Every line from the one containing "filename src/net/mod.rs" to the one containing "pub async fn wait_for_signal()" in the records below, both included, must be set down exactly, and no other line.

══════════════════════════════

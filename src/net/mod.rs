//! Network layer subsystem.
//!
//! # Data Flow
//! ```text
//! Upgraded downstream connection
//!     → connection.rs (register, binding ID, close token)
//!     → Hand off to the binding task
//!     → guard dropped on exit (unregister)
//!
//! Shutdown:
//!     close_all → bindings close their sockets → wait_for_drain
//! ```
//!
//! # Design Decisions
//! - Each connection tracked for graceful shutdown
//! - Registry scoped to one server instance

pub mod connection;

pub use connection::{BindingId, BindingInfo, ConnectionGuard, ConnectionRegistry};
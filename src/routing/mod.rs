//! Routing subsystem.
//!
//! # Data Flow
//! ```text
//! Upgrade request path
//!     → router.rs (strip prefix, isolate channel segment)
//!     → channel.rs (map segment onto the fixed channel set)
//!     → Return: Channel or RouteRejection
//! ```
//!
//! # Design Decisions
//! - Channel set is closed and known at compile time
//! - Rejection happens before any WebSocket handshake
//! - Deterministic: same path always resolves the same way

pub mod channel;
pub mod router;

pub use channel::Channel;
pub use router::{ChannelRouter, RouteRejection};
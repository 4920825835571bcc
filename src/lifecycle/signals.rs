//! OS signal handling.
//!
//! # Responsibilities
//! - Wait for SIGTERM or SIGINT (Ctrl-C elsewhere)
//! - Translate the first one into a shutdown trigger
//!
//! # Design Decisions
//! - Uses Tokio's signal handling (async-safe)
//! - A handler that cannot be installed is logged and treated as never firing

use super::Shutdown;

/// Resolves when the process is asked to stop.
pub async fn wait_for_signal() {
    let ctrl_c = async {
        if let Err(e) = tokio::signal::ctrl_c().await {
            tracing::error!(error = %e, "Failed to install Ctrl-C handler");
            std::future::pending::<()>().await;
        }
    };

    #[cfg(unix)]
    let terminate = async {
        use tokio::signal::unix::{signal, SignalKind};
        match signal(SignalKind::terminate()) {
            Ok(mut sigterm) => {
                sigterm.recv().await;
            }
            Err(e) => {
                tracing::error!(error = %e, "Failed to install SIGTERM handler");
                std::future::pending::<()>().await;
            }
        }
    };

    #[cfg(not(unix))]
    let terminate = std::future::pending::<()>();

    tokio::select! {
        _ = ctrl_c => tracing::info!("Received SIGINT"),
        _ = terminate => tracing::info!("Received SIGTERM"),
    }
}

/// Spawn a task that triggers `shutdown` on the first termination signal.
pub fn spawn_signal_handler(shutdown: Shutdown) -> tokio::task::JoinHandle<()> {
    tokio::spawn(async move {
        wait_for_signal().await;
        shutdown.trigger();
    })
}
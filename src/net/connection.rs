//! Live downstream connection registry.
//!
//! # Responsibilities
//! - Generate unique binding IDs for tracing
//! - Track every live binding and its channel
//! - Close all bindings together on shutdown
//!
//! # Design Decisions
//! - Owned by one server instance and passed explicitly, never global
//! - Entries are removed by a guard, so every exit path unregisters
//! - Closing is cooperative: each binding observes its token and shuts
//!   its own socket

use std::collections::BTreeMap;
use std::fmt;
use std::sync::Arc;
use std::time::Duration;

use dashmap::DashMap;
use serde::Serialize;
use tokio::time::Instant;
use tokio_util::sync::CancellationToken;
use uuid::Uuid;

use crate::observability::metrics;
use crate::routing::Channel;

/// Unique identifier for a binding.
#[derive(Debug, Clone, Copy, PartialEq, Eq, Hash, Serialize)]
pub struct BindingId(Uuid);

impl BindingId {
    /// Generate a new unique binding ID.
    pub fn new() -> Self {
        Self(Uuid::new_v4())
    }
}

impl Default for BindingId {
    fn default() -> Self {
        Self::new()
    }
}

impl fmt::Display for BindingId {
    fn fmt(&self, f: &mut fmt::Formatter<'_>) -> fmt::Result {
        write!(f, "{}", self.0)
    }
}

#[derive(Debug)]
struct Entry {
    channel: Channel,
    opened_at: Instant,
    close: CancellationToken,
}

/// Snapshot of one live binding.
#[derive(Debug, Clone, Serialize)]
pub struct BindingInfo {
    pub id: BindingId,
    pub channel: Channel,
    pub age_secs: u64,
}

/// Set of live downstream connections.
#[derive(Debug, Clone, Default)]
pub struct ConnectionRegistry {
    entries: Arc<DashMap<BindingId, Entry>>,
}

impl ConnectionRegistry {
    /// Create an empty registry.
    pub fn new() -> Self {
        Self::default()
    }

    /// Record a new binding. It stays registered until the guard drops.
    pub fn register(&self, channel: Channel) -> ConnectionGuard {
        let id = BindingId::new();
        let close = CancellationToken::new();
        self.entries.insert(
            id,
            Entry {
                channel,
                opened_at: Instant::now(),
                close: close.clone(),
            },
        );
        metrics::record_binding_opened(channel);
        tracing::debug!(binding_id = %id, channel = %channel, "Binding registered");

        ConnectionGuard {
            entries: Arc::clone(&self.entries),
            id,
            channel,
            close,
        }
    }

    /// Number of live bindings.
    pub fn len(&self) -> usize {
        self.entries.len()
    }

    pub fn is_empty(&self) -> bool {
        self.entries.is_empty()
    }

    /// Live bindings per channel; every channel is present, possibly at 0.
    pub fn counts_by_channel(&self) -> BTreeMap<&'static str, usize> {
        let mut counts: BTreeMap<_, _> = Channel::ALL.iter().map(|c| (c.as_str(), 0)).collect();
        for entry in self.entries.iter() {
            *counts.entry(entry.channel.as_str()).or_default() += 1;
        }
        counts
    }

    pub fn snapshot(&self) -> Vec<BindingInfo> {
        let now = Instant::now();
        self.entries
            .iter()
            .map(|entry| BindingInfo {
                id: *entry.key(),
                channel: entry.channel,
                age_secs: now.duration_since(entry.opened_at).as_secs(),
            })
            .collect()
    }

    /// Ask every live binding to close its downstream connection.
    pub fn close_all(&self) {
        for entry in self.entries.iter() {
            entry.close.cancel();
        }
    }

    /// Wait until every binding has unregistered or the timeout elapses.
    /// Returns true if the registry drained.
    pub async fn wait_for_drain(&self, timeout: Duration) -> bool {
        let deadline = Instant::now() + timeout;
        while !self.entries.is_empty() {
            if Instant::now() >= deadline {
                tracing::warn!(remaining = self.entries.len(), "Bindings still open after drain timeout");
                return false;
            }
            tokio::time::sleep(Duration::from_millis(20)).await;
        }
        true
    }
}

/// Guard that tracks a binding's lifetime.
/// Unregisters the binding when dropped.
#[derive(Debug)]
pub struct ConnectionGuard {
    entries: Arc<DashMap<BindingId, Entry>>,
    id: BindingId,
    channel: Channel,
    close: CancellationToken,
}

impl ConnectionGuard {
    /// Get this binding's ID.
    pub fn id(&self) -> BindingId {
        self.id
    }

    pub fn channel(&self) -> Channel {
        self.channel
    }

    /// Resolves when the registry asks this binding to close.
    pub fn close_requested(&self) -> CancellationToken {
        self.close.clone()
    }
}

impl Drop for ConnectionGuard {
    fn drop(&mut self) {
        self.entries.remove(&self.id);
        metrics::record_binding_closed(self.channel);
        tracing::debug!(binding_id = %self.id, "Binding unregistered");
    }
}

══════════════════════════════

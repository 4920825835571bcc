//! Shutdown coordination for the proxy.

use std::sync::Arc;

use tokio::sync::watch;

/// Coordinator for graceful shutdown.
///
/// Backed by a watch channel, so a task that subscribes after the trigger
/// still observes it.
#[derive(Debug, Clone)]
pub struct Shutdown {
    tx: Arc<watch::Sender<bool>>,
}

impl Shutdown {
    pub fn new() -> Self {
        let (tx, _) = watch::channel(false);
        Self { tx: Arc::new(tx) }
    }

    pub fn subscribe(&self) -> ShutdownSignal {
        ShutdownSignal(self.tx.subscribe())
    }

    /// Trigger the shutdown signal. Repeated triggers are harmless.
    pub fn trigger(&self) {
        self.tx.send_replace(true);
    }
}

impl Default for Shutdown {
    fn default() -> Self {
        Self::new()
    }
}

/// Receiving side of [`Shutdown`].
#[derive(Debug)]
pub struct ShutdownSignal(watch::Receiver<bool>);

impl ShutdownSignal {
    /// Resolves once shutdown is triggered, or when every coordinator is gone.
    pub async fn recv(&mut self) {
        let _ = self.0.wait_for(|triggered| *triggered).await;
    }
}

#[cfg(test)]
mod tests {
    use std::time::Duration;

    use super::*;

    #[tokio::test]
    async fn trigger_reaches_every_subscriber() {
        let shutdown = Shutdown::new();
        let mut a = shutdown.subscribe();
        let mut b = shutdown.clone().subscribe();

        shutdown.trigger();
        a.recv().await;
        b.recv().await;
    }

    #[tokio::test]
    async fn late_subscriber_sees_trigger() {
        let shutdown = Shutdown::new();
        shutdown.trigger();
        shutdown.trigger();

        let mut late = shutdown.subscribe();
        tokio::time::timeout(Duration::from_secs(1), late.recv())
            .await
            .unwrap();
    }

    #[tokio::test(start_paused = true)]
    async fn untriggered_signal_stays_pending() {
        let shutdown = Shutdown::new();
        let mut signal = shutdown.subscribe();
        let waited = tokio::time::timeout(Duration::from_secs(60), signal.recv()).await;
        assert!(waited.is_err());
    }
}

══════════════════════════════

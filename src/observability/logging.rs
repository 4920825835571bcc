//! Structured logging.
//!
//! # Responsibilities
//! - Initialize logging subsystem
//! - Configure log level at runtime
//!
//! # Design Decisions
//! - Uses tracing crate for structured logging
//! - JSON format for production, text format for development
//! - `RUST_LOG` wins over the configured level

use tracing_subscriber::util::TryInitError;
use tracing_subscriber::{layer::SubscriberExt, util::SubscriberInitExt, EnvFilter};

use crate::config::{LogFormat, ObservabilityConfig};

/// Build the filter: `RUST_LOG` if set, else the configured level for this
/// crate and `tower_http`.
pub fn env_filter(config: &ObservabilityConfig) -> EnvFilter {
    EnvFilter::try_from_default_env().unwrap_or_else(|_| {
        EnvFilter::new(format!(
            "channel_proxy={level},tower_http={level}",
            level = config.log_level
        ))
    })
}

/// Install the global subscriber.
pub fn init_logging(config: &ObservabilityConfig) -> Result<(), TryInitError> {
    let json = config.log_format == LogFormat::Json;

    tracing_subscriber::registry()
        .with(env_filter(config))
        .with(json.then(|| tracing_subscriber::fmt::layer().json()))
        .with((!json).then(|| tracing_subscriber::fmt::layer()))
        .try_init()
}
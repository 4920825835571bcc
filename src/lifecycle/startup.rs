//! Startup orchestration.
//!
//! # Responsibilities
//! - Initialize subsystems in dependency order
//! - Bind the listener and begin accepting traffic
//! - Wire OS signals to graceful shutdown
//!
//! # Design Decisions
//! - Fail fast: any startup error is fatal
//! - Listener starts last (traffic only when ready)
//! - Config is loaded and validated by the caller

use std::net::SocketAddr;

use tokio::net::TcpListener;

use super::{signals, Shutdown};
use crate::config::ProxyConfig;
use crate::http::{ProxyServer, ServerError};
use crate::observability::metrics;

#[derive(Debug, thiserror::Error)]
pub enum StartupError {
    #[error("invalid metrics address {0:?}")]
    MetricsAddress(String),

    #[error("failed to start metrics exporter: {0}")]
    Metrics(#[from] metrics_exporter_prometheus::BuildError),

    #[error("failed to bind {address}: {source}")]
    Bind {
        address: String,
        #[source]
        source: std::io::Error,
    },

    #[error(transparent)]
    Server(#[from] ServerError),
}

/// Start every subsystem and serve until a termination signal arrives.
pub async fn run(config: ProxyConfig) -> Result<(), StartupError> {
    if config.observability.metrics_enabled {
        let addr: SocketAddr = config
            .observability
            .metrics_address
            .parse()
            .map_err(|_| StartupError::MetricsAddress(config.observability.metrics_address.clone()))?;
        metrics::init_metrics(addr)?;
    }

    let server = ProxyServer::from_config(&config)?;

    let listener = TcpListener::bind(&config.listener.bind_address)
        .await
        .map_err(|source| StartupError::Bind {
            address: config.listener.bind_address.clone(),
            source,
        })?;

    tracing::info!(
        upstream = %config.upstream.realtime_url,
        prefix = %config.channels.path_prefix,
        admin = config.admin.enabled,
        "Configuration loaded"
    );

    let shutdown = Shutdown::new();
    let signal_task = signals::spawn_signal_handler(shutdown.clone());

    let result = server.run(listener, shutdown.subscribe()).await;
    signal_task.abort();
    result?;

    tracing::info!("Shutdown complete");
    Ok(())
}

══════════════════════════════

*SOLUTION:*
filename src/net/mod.rs
//! Network layer subsystem.
//!
//! # Data Flow
//! ```text
//! Upgraded downstream connection
//!     → connection.rs (register, binding ID, close token)
//!     → Hand off to the binding task
//!     → guard dropped on exit (unregister)
//!
//! Shutdown:
//!     close_all → bindings close their sockets → wait_for_drain
//! ```
//!
//! # Design Decisions
//! - Each connection tracked for graceful shutdown
//! - Registry scoped to one server instance

pub mod connection;

pub use connection::{BindingId, BindingInfo, ConnectionGuard, ConnectionRegistry};
filename src/routing/mod.rs
//! Routing subsystem.
//!
//! # Data Flow
//! ```text
//! Upgrade request path
//!     → router.rs (strip prefix, isolate channel segment)
//!     → channel.rs (map segment onto the fixed channel set)
//!     → Return: Channel or RouteRejection
//! ```
//!
//! # Design Decisions
//! - Channel set is closed and known at compile time
//! - Rejection happens before any WebSocket handshake
//! - Deterministic: same path always resolves the same way

pub mod channel;
pub mod router;

pub use channel::Channel;
pub use router::{ChannelRouter, RouteRejection};
repository 4920825835571bcc
filename src/lifecycle/signals.rs
//! OS signal handling.
//!
//! # Responsibilities
//! - Wait for SIGTERM or SIGINT (Ctrl-C elsewhere)
//! - Translate the first one into a shutdown trigger
//!
//! # Design Decisions
//! - Uses Tokio's signal handling (async-safe)
//! - A handler that cannot be installed is logged and treated as never firing

use super::Shutdown;

/// Resolves when the process is asked to stop.
pub async fn wait_for_signal() {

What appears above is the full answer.